To: JohnM who wrote (55126)10/28/2002 1:50:09 PM
From: aladin  Respond to of 281500
 
JohnM,

Do you know why any of that has happened?

No more than anyone else, but I suspect Karen got it right in the article she posted about anesthesia. Only in movies do things work as well as we would like :-(

As to the gas? Probably from their chem warfare research and as such an embarassment. And probably not tested on the target population either.

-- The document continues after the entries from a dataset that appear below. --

//! Error types for the fieldscan-core library.

use thiserror::Error;

/// Main error type for the fieldscan library.
#[derive(Error, Debug)]
pub enum FieldscanError {
    /// Field schema could not be loaded.
    #[error("schema error: {0}")]
    Schema(#[from] SchemaError),

    /// A single document could not be extracted.
    #[error("document error: {0}")]
    Document(#[from] DocumentError),

    /// I/O error.
    #[error("I/O error: {0}")]
    Io(#[from] std::io::Error),

    /// JSON (de)serialization error.
    #[error("JSON error: {0}")]
    Json(#[from] serde_json::Error),

    /// Configuration error.
    #[error("configuration error: {0}")]
    Config(String),

    /// Worker pool could not be started.
    #[error("thread pool error: {0}")]
    ThreadPool(#[from] rayon::ThreadPoolBuildError),
}

/// Defects in the field schema configuration.
///
/// These are fatal at initialization: a schema that fails to load never
/// reaches document processing.
#[derive(Error, Debug)]
pub enum SchemaError {
    /// The schema document is not valid JSON for the expected shape.
    #[error("failed to parse schema: {0}")]
    Parse(#[from] serde_json::Error),

    /// The schema defines no fields.
    #[error("schema defines no fields")]
    Empty,

    /// Two fields share an id.
    #[error("duplicate field id: {0}")]
    DuplicateField(String),

    /// A field has no aliases to anchor contextual matching.
    #[error("field {0} has no aliases")]
    NoAliases(String),

    /// A pattern failed to compile.
    #[error("invalid pattern #{index} for field {field}: {source}")]
    InvalidPattern {
        field: String,
        index: usize,
        #[source]
        source: regex::Error,
    },

    /// A value-shape override failed to compile.
    #[error("invalid value shape for field {field}: {source}")]
    InvalidShape {
        field: String,
        #[source]
        source: regex::Error,
    },

    /// Validation rules are inconsistent.
    #[error("invalid rules for field {field}: {reason}")]
    InvalidRules { field: String, reason: String },
}

/// Per-document failures. A failing document never aborts a batch.
#[derive(Error, Debug, Clone, PartialEq, Eq)]
pub enum DocumentError {
    /// The document has no non-blank lines.
    #[error("document contains no text")]
    Empty,

    /// The document source could not be read.
    #[error("failed to load document: {0}")]
    Unreadable(String),

    /// Processing was cancelled before completion.
    #[error("extraction cancelled")]
    Cancelled,

    /// The per-document time bound was exceeded.
    #[error("extraction exceeded time bound after {elapsed_ms}ms")]
    TimedOut { elapsed_ms: u64 },
}

/// Result type for the fieldscan library.
pub type Result<T> = std::result::Result<T, FieldscanError>;
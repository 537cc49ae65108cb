//! Date parsing and normalization.

use chrono::{Datelike, NaiveDate};

use super::patterns::{ORDINAL_SUFFIX, SEPT, collapse_whitespace};

/// Output format for every cleaned date.
pub const CANONICAL_FORMAT: &str = "%d/%m/%Y";

/// Accepted input formats, tried in order.
const DATE_FORMATS: &[&str] = &[
    "%d/%m/%Y",
    "%d-%m-%Y",
    "%d.%m.%Y",
    "%d/%m/%y",
    "%d-%m-%y",
    "%d.%m.%y",
    "%d-%b-%Y",
    "%d %b %Y",
    "%d-%B-%Y",
    "%d %B %Y",
    "%d %b, %Y",
    "%d/%b/%Y",
    "%Y-%m-%d",
    "%Y/%m/%d",
];

const MIN_YEAR: i32 = 1900;
const MAX_YEAR: i32 = 2100;

/// Parse a date in any of the accepted formats.
///
/// Day-first readings win over month-first ones. Four-digit-year formats are
/// tried before two-digit ones; a two-digit year read as `%Y` falls outside
/// the accepted year range and moves on to the `%y` format.
pub fn parse_date(raw: &str) -> Option<NaiveDate> {
    let text = collapse_whitespace(raw);
    let text = text.trim_end_matches(['.', ',', ';']);
    let text = ORDINAL_SUFFIX.replace_all(text, "$1");
    let text = SEPT.replace_all(&text, "Sep");
    let text = text.replace(" - ", "-").replace(" / ", "/");

    DATE_FORMATS.iter().find_map(|fmt| {
        NaiveDate::parse_from_str(&text, fmt)
            .ok()
            .filter(|d| (MIN_YEAR..=MAX_YEAR).contains(&d.year()))
    })
}

/// Clean a date to `DD/MM/YYYY`.
pub fn clean_date(raw: &str) -> Option<String> {
    parse_date(raw).map(|d| d.format(CANONICAL_FORMAT).to_string())
}
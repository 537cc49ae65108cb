//! Config command - manage configuration.

use std::fs;
use std::path::{Path, PathBuf};

use clap::{Args, Subcommand};
use console::style;

use fieldscan_core::models::config::FieldscanConfig;

/// Arguments for the config command.
#[derive(Args)]
pub struct ConfigArgs {
    #[command(subcommand)]
    command: ConfigCommand,
}

#[derive(Subcommand)]
enum ConfigCommand {
    /// Show current configuration
    Show,

    /// Initialize a new configuration file
    Init(InitArgs),

    /// Show configuration file path
    Path,
}

#[derive(Args)]
struct InitArgs {
    /// Output path for configuration file
    #[arg(short, long)]
    output: Option<PathBuf>,

    /// Overwrite existing file
    #[arg(long)]
    force: bool,
}

pub async fn run(args: ConfigArgs, config_path: Option<&str>) -> anyhow::Result<()> {
    match args.command {
        ConfigCommand::Show => show_config(config_path),
        ConfigCommand::Init(init_args) => init_config(init_args),
        ConfigCommand::Path => show_path(),
    }
}

pub fn default_config_path() -> PathBuf {
    dirs::config_dir()
        .unwrap_or_else(|| PathBuf::from("."))
        .join("fieldscan")
        .join("config.json")
}

fn show_config(config_path: Option<&str>) -> anyhow::Result<()> {
    let config_path = config_path
        .map(PathBuf::from)
        .unwrap_or_else(default_config_path);

    let config = if config_path.exists() {
        FieldscanConfig::from_file(&config_path)?
    } else {
        eprintln!(
            "{} No config file found, showing defaults.",
            style("ℹ").blue()
        );
        FieldscanConfig::default()
    };

    println!("{}", serde_json::to_string_pretty(&config)?);

    Ok(())
}

fn init_config(args: InitArgs) -> anyhow::Result<()> {
    let output_path = args.output.unwrap_or_else(default_config_path);

    if output_path.exists() && !args.force {
        anyhow::bail!(
            "Config file already exists at {}. Use --force to overwrite.",
            output_path.display()
        );
    }

    if let Some(parent) = output_path.parent().filter(|p| !p.as_os_str().is_empty()) {
        fs::create_dir_all(parent)?;
    }

    FieldscanConfig::default().save(&output_path)?;

    println!(
        "{} Created configuration file at {}",
        style("✓").green(),
        output_path.display()
    );

    Ok(())
}

fn show_path() -> anyhow::Result<()> {
    let config_path = default_config_path();

    println!("Configuration file: {}", config_path.display());

    if Path::new(&config_path).exists() {
        println!("Status: {}", style("exists").green());
    } else {
        println!("Status: {}", style("not created").yellow());
        println!();
        println!("Run 'fieldscan config init' to create a configuration file.");
    }

    Ok(())
}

Personally I think disabling agents, such as a sleeping gas, should be allowed. Fixing our hands and permitting terrorists to do anything begs for disasters.

John



To: JohnM who wrote (55126)10/28/2002 2:11:16 PM
From: Condor  Read Replies (1) | Respond to of 281500
 
I find it strange that (a) the Russian government, as I type, has still not released the name of the gas to the American govt,

Why would you find that strange? The American gov't. before their own medical people?????

C



To: JohnM who wrote (55126)10/28/2002 2:15:40 PM
From: KLP  Read Replies (1) | Respond to of 281500
 
From AP Breaking: Putin: Russian Military Will Get More Power to Strike Against Suspected Terrorists
Oct 28, 2002

By Steve Gutterman
Associated Press Writer

MOSCOW (AP) - President Vladimir Putin said Monday he will give the military broader power to strike against suspected terrorists "wherever they may be" after a hostage siege at a Moscow theater ended with 118 captives dead, most from a knockout gas used by Russian authorities.
Doctors said all but two of the hostages who died succumbed to the fumes pumped into the theater by Russian special forces before they stormed it, 2 1/2 days after heavily armed Chechen rebels staged an audacious raid.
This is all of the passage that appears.